Ms. Bula—who has won numerous awards for her quilts and travels widely in the U.S. and internationally to lecture on quilt art—said:

“It’s a painting without any paint, where every color change is another piece of fabric,” Bula said. “After the raw-edge fusible applique was completed, I used thread painting to blend the colors.”

Ms. Bula, who began sewing as a young girl, said she always wanted to become an artist and after graduation from college with a degree in art opened a fabric design business. Her wallpaper and fabric designs have graced the covers of Better Homes and Garden and other magazines. She is the author of two books, “Cutting Garden Quilts” and “Candy Cane Lane,” both from Martingale Company.

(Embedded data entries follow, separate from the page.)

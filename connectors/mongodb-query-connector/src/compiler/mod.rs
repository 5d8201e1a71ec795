//! Translation of an operation log into an aggregation pipeline.
//!
//! Compilation is a single ordered walk: consecutive mergeable operations
//! of one stage buffer into a run, each run flushes through its stage's
//! folder, and non-mergeable operations emit their own stages. Global
//! scopes are applied to the builder first (once); shadowed paging
//! operations are dropped before bucketing.

mod group_folder;
mod lookup;
pub(crate) mod match_folder;
mod project_folder;
mod sort;

use crate::error::Result;
use crate::plan::{Pipeline, PlanStage};
use crate::value::int_bson;
use bson::doc;
use itertools::Itertools;
use query_builder::{Operation, OperationKind, QueryBuilder, Stage};

/// Compile the builder's log into a pipeline. Deterministic for a given
/// log; the first call applies pending global scopes to the builder.
#[tracing::instrument(skip_all, fields(table = builder.table()))]
pub fn compile(builder: &mut QueryBuilder) -> Result<Pipeline> {
    builder.apply_global_scopes();

    let operations = shadow_paging(builder.operations());
    let mut plan = Pipeline::new();

    let mut run_stage: Option<Stage> = None;
    let mut run: Vec<&Operation> = Vec::new();

    for operation in operations {
        if operation.mergeable && run_stage == Some(operation.stage) {
            run.push(operation);
            continue;
        }

        if let Some(stage) = run_stage.take() {
            flush_run(stage, &run, &mut plan)?;
            run.clear();
        }

        if operation.mergeable {
            run_stage = Some(operation.stage);
            run.push(operation);
        } else {
            emit_single(operation, &mut plan)?;
        }
    }

    if let Some(stage) = run_stage {
        flush_run(stage, &run, &mut plan)?;
    }

    tracing::debug!(
        stages = %plan.stages().iter().map(|stage| stage.name).join(" "),
        degradations = plan.degradations().len(),
        "compiled pipeline"
    );
    Ok(plan)
}

/// Drop every `limit`/`skip` operation shadowed by a later one of the same
/// kind: only the last of each reaches the plan.
fn shadow_paging(operations: &[Operation]) -> Vec<&Operation> {
    let last_limit = operations
        .iter()
        .rposition(|op| matches!(op.kind, OperationKind::Limit(_)));
    let last_skip = operations
        .iter()
        .rposition(|op| matches!(op.kind, OperationKind::Skip(_)));

    operations
        .iter()
        .enumerate()
        .filter(|(index, operation)| match operation.kind {
            OperationKind::Limit(_) => Some(*index) == last_limit,
            OperationKind::Skip(_) => Some(*index) == last_skip,
            _ => true,
        })
        .map(|(_, operation)| operation)
        .collect()
}

fn flush_run(stage: Stage, run: &[&Operation], plan: &mut Pipeline) -> Result<()> {
    match stage {
        Stage::Match => {
            if let Some(filter) = match_folder::fold_match_operations(run)? {
                plan.push(PlanStage::new("$match", filter));
            }
        }
        Stage::Project => {
            if let Some(projection) = project_folder::fold_project_operations(run)? {
                plan.push(PlanStage::new("$project", projection));
            }
        }
        Stage::Sort => {
            if let Some(sort) = sort::fold_sort_operations(run)? {
                plan.push(PlanStage::new("$sort", sort));
            }
        }
        Stage::Group => {
            for stage in group_folder::fold_group_operations(run)? {
                plan.push(stage);
            }
        }
        // Non-mergeable stages never form runs.
        Stage::Lookup | Stage::Limit | Stage::Skip | Stage::Window => {
            debug_assert!(false, "non-mergeable stage {stage} buffered as a run");
        }
    }

    Ok(())
}

fn emit_single(operation: &Operation, plan: &mut Pipeline) -> Result<()> {
    match &operation.kind {
        OperationKind::Limit(n) => plan.push(PlanStage::new("$limit", int_bson(*n))),
        OperationKind::Skip(n) => plan.push(PlanStage::new("$skip", int_bson(*n))),
        OperationKind::Sample(n) => {
            plan.push(PlanStage::new("$sample", doc! { "size": int_bson(*n) }));
        }
        OperationKind::Lookup(lookup) => lookup::lower_lookup(lookup, plan)?,
        other => debug_assert!(false, "mergeable operation emitted singly: {other:?}"),
    }

    Ok(())
}
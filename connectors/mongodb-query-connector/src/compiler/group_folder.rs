//! Lowering of group-stage runs.
//!
//! A grouping becomes a `$group` keyed by a synthetic identifier derived
//! from the spec. When the spec names fields, a rename projection follows
//! immediately: callers see results keyed by their original field names,
//! with the synthetic identifier dropped.

use crate::compiler::match_folder::comparison_document;
use crate::error::{CompilationError, Result};
use crate::plan::PlanStage;
use crate::value::{field_ref, json_to_bson};
use bson::{doc, Bson, Document};
use indexmap::IndexMap;
use query_builder::{Aggregate, GroupOp, GroupSpec, Operation, OperationKind};

/// Lower the group operations of one run, in order. Each `group_by`
/// produces its own `$group` (plus rename `$project` where applicable);
/// `having` clauses become `$match` stages over the grouped output.
pub(crate) fn fold_group_operations(operations: &[&Operation]) -> Result<Vec<PlanStage>> {
    let mut stages = Vec::new();

    for operation in operations {
        let OperationKind::Group(group) = &operation.kind else {
            continue;
        };

        match group {
            GroupOp::By { spec, aggregates } => {
                let identifier = group_identifier(spec)?;
                let lowered = lowered_aggregates(aggregates)?;

                let mut body = doc! { "_id": identifier };
                for (name, accumulator) in &lowered {
                    body.insert(name.clone(), accumulator.clone());
                }
                stages.push(PlanStage::new("$group", body));

                if let Some(fields) = spec.named_fields() {
                    stages.push(PlanStage::new(
                        "$project",
                        rename_projection(&fields, &lowered),
                    ));
                }
            }
            GroupOp::Raw(expr) => {
                stages.push(PlanStage::new("$group", doc! { "_id": json_to_bson(expr)? }));
            }
            GroupOp::Having { field, op, value } => {
                stages.push(PlanStage::new(
                    "$match",
                    comparison_document(field, op, value)?,
                ));
            }
            GroupOp::HavingRaw(expr) => {
                stages.push(PlanStage::new(
                    "$match",
                    crate::value::json_to_document(expr)?,
                ));
            }
        }
    }

    Ok(stages)
}

fn group_identifier(spec: &GroupSpec) -> Result<Bson> {
    Ok(match spec {
        GroupSpec::Field(field) => field_ref(field),
        GroupSpec::Fields(fields) => {
            let mut mapping = Document::new();
            for field in fields {
                mapping.insert(field.clone(), field_ref(field));
            }
            Bson::Document(mapping)
        }
        GroupSpec::Mapping(mapping) => {
            let mut out = Document::new();
            for (key, value) in mapping {
                out.insert(key.clone(), json_to_bson(value)?);
            }
            Bson::Document(out)
        }
    })
}

fn lowered_aggregates(
    aggregates: &IndexMap<String, Aggregate>,
) -> Result<Vec<(String, Bson)>> {
    aggregates
        .iter()
        .map(|(name, aggregate)| Ok((name.clone(), lower_aggregate(aggregate)?)))
        .collect()
}

fn lower_aggregate(aggregate: &Aggregate) -> Result<Bson> {
    fn reduction(op: &'static str, descriptor: &'static str, field: &str) -> Result<Bson> {
        if field.is_empty() {
            return Err(CompilationError::MissingAggregateField { descriptor }.into());
        }
        Ok(Bson::Document(doc! { op: field_ref(field) }))
    }

    match aggregate {
        Aggregate::Count => Ok(Bson::Document(doc! { "$sum": 1 })),
        Aggregate::Sum(field) => reduction("$sum", "sum", field),
        Aggregate::Avg(field) => reduction("$avg", "avg", field),
        Aggregate::Min(field) => reduction("$min", "min", field),
        Aggregate::Max(field) => reduction("$max", "max", field),
        Aggregate::First(field) => reduction("$first", "first", field),
        Aggregate::Last(field) => reduction("$last", "last", field),
        Aggregate::Distinct(field) => reduction("$addToSet", "distinct", field),
        Aggregate::Floor(field) => {
            if field.is_empty() {
                return Err(CompilationError::MissingAggregateField { descriptor: "floor" }.into());
            }
            // $floor is not an accumulator; sample one representative value.
            Ok(Bson::Document(
                doc! { "$first": { "$floor": field_ref(field) } },
            ))
        }
        Aggregate::Raw(expr) => json_to_bson(expr),
    }
}

/// The projection that rebinds named grouping fields from the synthetic
/// identifier, re-exposes each aggregate, and drops `_id`.
fn rename_projection(fields: &[&str], aggregates: &[(String, Bson)]) -> Document {
    let mut projection = Document::new();

    if let [single] = fields {
        projection.insert((*single).to_owned(), "$_id");
    } else {
        for field in fields {
            projection.insert((*field).to_owned(), format!("$_id.{field}"));
        }
    }

    for (name, _) in aggregates {
        projection.insert(name.clone(), Bson::Int32(1));
    }

    projection.insert("_id", Bson::Int32(0));
    projection
}

#[cfg(test)]
mod tests {
    use super::*;
    use pretty_assertions::assert_eq;
    use query_builder::QueryBuilder;

    fn fold(build: impl FnOnce(&mut QueryBuilder)) -> Vec<PlanStage> {
        let mut qb = QueryBuilder::new("t");
        build(&mut qb);
        let refs: Vec<&Operation> = qb.operations().iter().collect();
        fold_group_operations(&refs).unwrap()
    }

    #[test]
    fn named_field_grouping_is_followed_by_a_rename() {
        let mut aggregates = IndexMap::new();
        aggregates.insert("total".to_owned(), Aggregate::Sum("duration".to_owned()));

        let stages = fold(|qb| {
            qb.group_by_with(GroupSpec::Field("type".to_owned()), aggregates);
        });

        assert_eq!(
            stages,
            vec![
                PlanStage::new("$group", doc! { "_id": "$type", "total": { "$sum": "$duration" } }),
                PlanStage::new("$project", doc! { "type": "$_id", "total": 1, "_id": 0 }),
            ]
        );
    }

    #[test]
    fn multi_field_grouping_rebinds_each_component() {
        let stages = fold(|qb| {
            qb.group_by(GroupSpec::Fields(vec!["a".to_owned(), "b".to_owned()]));
        });

        assert_eq!(
            stages,
            vec![
                PlanStage::new("$group", doc! { "_id": { "a": "$a", "b": "$b" } }),
                PlanStage::new("$project", doc! { "a": "$_id.a", "b": "$_id.b", "_id": 0 }),
            ]
        );
    }

    #[test]
    fn mapping_spec_is_used_verbatim_without_a_rename() {
        let mut mapping = IndexMap::new();
        mapping.insert("bucket".to_owned(), serde_json::json!({ "$floor": "$price" }));

        let stages = fold(|qb| {
            qb.group_by(GroupSpec::Mapping(mapping));
        });

        assert_eq!(
            stages,
            vec![PlanStage::new(
                "$group",
                doc! { "_id": { "bucket": { "$floor": "$price" } } }
            )]
        );
    }

    #[test]
    fn count_lowers_to_a_unit_sum() {
        let mut aggregates = IndexMap::new();
        aggregates.insert("n".to_owned(), Aggregate::Count);

        let stages = fold(|qb| {
            qb.group_by_with(GroupSpec::Field("kind".to_owned()), aggregates);
        });

        assert_eq!(
            stages[0],
            PlanStage::new("$group", doc! { "_id": "$kind", "n": { "$sum": 1 } })
        );
    }

    #[test]
    fn distinct_uses_an_accumulating_set() {
        let mut aggregates = IndexMap::new();
        aggregates.insert("authors".to_owned(), Aggregate::Distinct("author".to_owned()));

        let stages = fold(|qb| {
            qb.group_by_with(GroupSpec::Field("kind".to_owned()), aggregates);
        });

        assert_eq!(
            stages[0],
            PlanStage::new(
                "$group",
                doc! { "_id": "$kind", "authors": { "$addToSet": "$author" } }
            )
        );
    }

    #[test]
    fn having_becomes_a_match_over_grouped_output() {
        let stages = fold(|qb| {
            qb.group_by(GroupSpec::Field("type".to_owned()))
                .having("total", ">", 10);
        });

        assert_eq!(stages.len(), 3);
        assert_eq!(
            stages[2],
            PlanStage::new("$match", doc! { "total": { "$gt": 10 } })
        );
    }

    #[test]
    fn missing_aggregate_field_is_a_compilation_error() {
        let mut aggregates = IndexMap::new();
        aggregates.insert("total".to_owned(), Aggregate::Sum(String::new()));

        let mut qb = QueryBuilder::new("t");
        qb.group_by_with(GroupSpec::Field("type".to_owned()), aggregates);
        let refs: Vec<&Operation> = qb.operations().iter().collect();

        let err = fold_group_operations(&refs).unwrap_err();
        assert!(matches!(
            err,
            crate::error::Error::Compilation(CompilationError::MissingAggregateField { .. })
        ));
    }
}
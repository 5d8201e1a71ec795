//! The operation log data model.
//!
//! Every fluent call on a [`QueryBuilder`](crate::QueryBuilder) appends one
//! [`Operation`] to the builder's log. Operations are backend-agnostic: they
//! carry plain [`serde_json::Value`] payloads and a lowering-bucket hint, and
//! a connector turns a finished log into its native execution plan.

use indexmap::IndexMap;
use serde_json::Value;
use std::fmt;
use std::sync::Arc;

/// The lowering bucket an operation belongs to. Each stage corresponds to
/// one kind of step in the compiled backend plan.
#[derive(Clone, Copy, Debug, PartialEq, Eq, Hash)]
pub enum Stage {
    Match,
    Project,
    Sort,
    Group,
    Lookup,
    Limit,
    Skip,
    Window,
}

impl Stage {
    pub fn name(self) -> &'static str {
        match self {
            Stage::Match => "match",
            Stage::Project => "project",
            Stage::Sort => "sort",
            Stage::Group => "group",
            Stage::Lookup => "lookup",
            Stage::Limit => "limit",
            Stage::Skip => "skip",
            Stage::Window => "window",
        }
    }
}

impl fmt::Display for Stage {
    fn fmt(&self, f: &mut fmt::Formatter<'_>) -> fmt::Result {
        f.write_str(self.name())
    }
}

/// One entry in the operation log.
///
/// `stage` and `mergeable` are derived from the kind at construction time
/// and stored explicitly: the compiler's bucketing loop reads them without
/// re-inspecting the payload.
#[derive(Clone, Debug)]
pub struct Operation {
    pub stage: Stage,
    pub mergeable: bool,
    pub kind: OperationKind,
}

impl Operation {
    pub fn new(kind: OperationKind) -> Self {
        let (stage, mergeable) = kind.stage_and_mergeability();

        Operation {
            stage,
            mergeable,
            kind,
        }
    }
}

/// The closed operation taxonomy.
///
/// Filter kinds are factored as a boolean connective times a condition, so
/// the `or_*` surface does not double the variant count; the folders stay
/// exhaustive over `Condition` and `ProjectOp` instead of one giant match.
#[derive(Clone, Debug)]
pub enum OperationKind {
    Filter(FilterOp),
    Project(ProjectOp),
    Sort(SortOp),
    Group(GroupOp),
    Lookup(LookupOp),
    Limit(u64),
    Skip(u64),
    /// Random sample of the given size, lowered by the window bucket.
    Sample(u64),
}

impl OperationKind {
    fn stage_and_mergeability(&self) -> (Stage, bool) {
        match self {
            OperationKind::Filter(_) => (Stage::Match, true),
            OperationKind::Project(_) => (Stage::Project, true),
            OperationKind::Sort(_) => (Stage::Sort, true),
            OperationKind::Group(_) => (Stage::Group, true),
            OperationKind::Lookup(_) => (Stage::Lookup, false),
            OperationKind::Limit(_) => (Stage::Limit, false),
            OperationKind::Skip(_) => (Stage::Skip, false),
            OperationKind::Sample(_) => (Stage::Window, false),
        }
    }
}

/// The boolean connective a filter joins the surrounding clauses with.
#[derive(Clone, Copy, Debug, PartialEq, Eq)]
pub enum Boolean {
    And,
    Or,
}

#[derive(Clone, Debug)]
pub struct FilterOp {
    pub boolean: Boolean,
    pub condition: Condition,
}

impl FilterOp {
    pub fn new(boolean: Boolean, condition: Condition) -> Self {
        FilterOp { boolean, condition }
    }

    pub fn is_or(&self) -> bool {
        self.boolean == Boolean::Or
    }
}

/// A single filter condition.
///
/// Callback-style conditions (`Group`, `Not`, `Subquery`) carry the captured
/// operation log of the sub-builder the user's closure ran against; the
/// match folder folds that log recursively.
#[derive(Clone, Debug)]
pub enum Condition {
    /// `field = value`
    Eq { field: String, value: Value },
    /// `field <op> value` with a textual comparison operator.
    Cmp {
        field: String,
        op: String,
        value: Value,
    },
    /// A whole object treated as one conjunction of equality leaves.
    Map(IndexMap<String, Value>),
    In {
        field: String,
        values: Vec<Value>,
        negated: bool,
    },
    Null { field: String, negated: bool },
    Between {
        field: String,
        low: Value,
        high: Value,
        negated: bool,
    },
    /// Case-insensitive pattern match; `%` and `_` are wildcards.
    Like {
        field: String,
        pattern: String,
        negated: bool,
    },
    StartsWith { field: String, prefix: String },
    EndsWith { field: String, suffix: String },
    FieldExists { field: String, exists: bool },
    /// Array length compared with a textual operator.
    Size {
        field: String,
        op: String,
        value: u64,
    },
    /// Full-text search over the collection's text index.
    Text { query: String },
    /// A date component of `field` compared against a value.
    DatePart {
        part: DatePart,
        field: String,
        op: String,
        value: Value,
    },
    DateBefore { field: String, value: Value },
    DateAfter { field: String, value: Value },
    DateBetween {
        field: String,
        start: Value,
        end: Value,
    },
    /// Field-to-field comparison on the same document.
    Column {
        field: String,
        op: String,
        other: String,
    },
    JsonContains { path: String, value: Value },
    JsonLength {
        path: String,
        op: String,
        value: u64,
    },
    JsonType { path: String, expected: String },
    /// Opaque backend fragment; `?` placeholders are substituted with the
    /// JSON-encoded bindings at compile time.
    Raw { expr: String, bindings: Vec<Value> },
    /// Captured callback sub-log, folded into a single predicate node.
    Group(Vec<Operation>),
    /// Captured callback sub-log, folded and negated.
    Not(Vec<Operation>),
    /// Captured callback sub-log spliced inline (positive) or negated.
    Subquery {
        operations: Vec<Operation>,
        negated: bool,
    },
}

#[derive(Clone, Copy, Debug, PartialEq, Eq)]
pub enum DatePart {
    Day,
    Month,
    Year,
    Time,
    Date,
}

/// Mutator queued by `select_driver_projection`. Runs after every other
/// projection operation in the buffer, over the final projection map.
pub type ProjectionMutator = Arc<dyn Fn(&mut serde_json::Map<String, Value>) + Send + Sync>;

#[derive(Clone)]
pub enum ProjectOp {
    /// Plain field inclusion.
    Include(Vec<String>),
    /// Mapped selection: include/exclude flags or alias targets per field.
    Mapped(IndexMap<String, SelectValue>),
    Exclude(Vec<String>),
    /// Include without clearing earlier inclusions.
    Add(Vec<String>),
    Raw { field: String, expr: Value },
    /// Nested projection built from a sub-builder's project operations.
    Sub {
        field: String,
        operations: Vec<Operation>,
    },
    Aggregate {
        field: String,
        op: String,
        alias: String,
    },
    Exists { field: String, alias: String },
    Count { field: String, alias: String },
    Case {
        alias: String,
        branches: Vec<CaseBranch>,
        default: Value,
    },
    When {
        alias: String,
        cond: Value,
        then: Value,
        otherwise: Value,
    },
    Json { alias: String, path: String },
    JsonRaw { alias: String, expr: Value },
    /// Concatenation of resolved references; string parts resolve as field
    /// references, everything else is passed through literally.
    Concat { alias: String, parts: Vec<Value> },
    Coalesce { alias: String, fields: Vec<String> },
    DriverMutator(ProjectionMutator),
}

impl fmt::Debug for ProjectOp {
    fn fmt(&self, f: &mut fmt::Formatter<'_>) -> fmt::Result {
        match self {
            ProjectOp::Include(fields) => f.debug_tuple("Include").field(fields).finish(),
            ProjectOp::Mapped(map) => f.debug_tuple("Mapped").field(map).finish(),
            ProjectOp::Exclude(fields) => f.debug_tuple("Exclude").field(fields).finish(),
            ProjectOp::Add(fields) => f.debug_tuple("Add").field(fields).finish(),
            ProjectOp::Raw { field, expr } => f
                .debug_struct("Raw")
                .field("field", field)
                .field("expr", expr)
                .finish(),
            ProjectOp::Sub { field, operations } => f
                .debug_struct("Sub")
                .field("field", field)
                .field("operations", operations)
                .finish(),
            ProjectOp::Aggregate { field, op, alias } => f
                .debug_struct("Aggregate")
                .field("field", field)
                .field("op", op)
                .field("alias", alias)
                .finish(),
            ProjectOp::Exists { field, alias } => f
                .debug_struct("Exists")
                .field("field", field)
                .field("alias", alias)
                .finish(),
            ProjectOp::Count { field, alias } => f
                .debug_struct("Count")
                .field("field", field)
                .field("alias", alias)
                .finish(),
            ProjectOp::Case { alias, branches, default } => f
                .debug_struct("Case")
                .field("alias", alias)
                .field("branches", branches)
                .field("default", default)
                .finish(),
            ProjectOp::When { alias, cond, then, otherwise } => f
                .debug_struct("When")
                .field("alias", alias)
                .field("cond", cond)
                .field("then", then)
                .field("otherwise", otherwise)
                .finish(),
            ProjectOp::Json { alias, path } => f
                .debug_struct("Json")
                .field("alias", alias)
                .field("path", path)
                .finish(),
            ProjectOp::JsonRaw { alias, expr } => f
                .debug_struct("JsonRaw")
                .field("alias", alias)
                .field("expr", expr)
                .finish(),
            ProjectOp::Concat { alias, parts } => f
                .debug_struct("Concat")
                .field("alias", alias)
                .field("parts", parts)
                .finish(),
            ProjectOp::Coalesce { alias, fields } => f
                .debug_struct("Coalesce")
                .field("alias", alias)
                .field("fields", fields)
                .finish(),
            ProjectOp::DriverMutator(_) => f.write_str("DriverMutator(..)"),
        }
    }
}

#[derive(Clone, Debug)]
pub struct CaseBranch {
    pub when: Value,
    pub then: Value,
}

#[derive(Clone, Copy, Debug, PartialEq, Eq)]
pub enum SortOrder {
    Asc,
    Desc,
}

#[derive(Clone, Debug)]
pub enum SortOp {
    By { field: String, order: SortOrder },
    Raw(Value),
}

#[derive(Clone, Debug)]
pub enum SelectValue {
    Include,
    Exclude,
    Alias(String),
}

/// Shape of a grouping specification.
#[derive(Clone, Debug)]
pub enum GroupSpec {
    /// Group by a single named field.
    Field(String),
    /// Group by several named fields.
    Fields(Vec<String>),
    /// Explicit identifier mapping, used verbatim.
    Mapping(IndexMap<String, Value>),
}

impl GroupSpec {
    /// The named fields a rename projection must rebind, if any.
    pub fn named_fields(&self) -> Option<Vec<&str>> {
        match self {
            GroupSpec::Field(f) => Some(vec![f.as_str()]),
            GroupSpec::Fields(fs) => Some(fs.iter().map(String::as_str).collect()),
            GroupSpec::Mapping(_) => None,
        }
    }
}

/// Abstract aggregate descriptor attached to a grouping.
#[derive(Clone, Debug)]
pub enum Aggregate {
    Count,
    Sum(String),
    Avg(String),
    Min(String),
    Max(String),
    First(String),
    Last(String),
    Distinct(String),
    Floor(String),
    /// Backend-native accumulator document, passed through unchanged.
    Raw(Value),
}

#[derive(Clone, Debug)]
pub enum GroupOp {
    By {
        spec: GroupSpec,
        aggregates: IndexMap<String, Aggregate>,
    },
    Raw(Value),
    Having {
        field: String,
        op: String,
        value: Value,
    },
    HavingRaw(Value),
}

#[derive(Clone, Copy, Debug, PartialEq, Eq)]
pub enum JoinKind {
    Left,
    Inner,
    Right,
    Full,
    Cross,
}

#[derive(Clone, Debug)]
pub enum LookupOp {
    Join {
        table: String,
        local_field: String,
        foreign_field: String,
        alias: String,
        kind: JoinKind,
    },
    Raw(Value),
}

Bula says her new flag quilt has generated more interest than any of her previous award-winning works and Museum CEO Bennett says it has “developed a following beyond typical quilting circles as well.”

Ms. Bula’s quilt will be seen by a good portion of the 40,000 art-lovers from all 50 States and 45 foreign countries who visit the NQM annually. The art museum has been described by Forbes magazine as “a massive tourist attraction” and compared by the St. Louis Post-Dispatch to the Chicago Art Institute. NQM has been featured in articles by The Wall Street Journal, Washington Post, Chicago Tribune, and Southern Living magazine, among others.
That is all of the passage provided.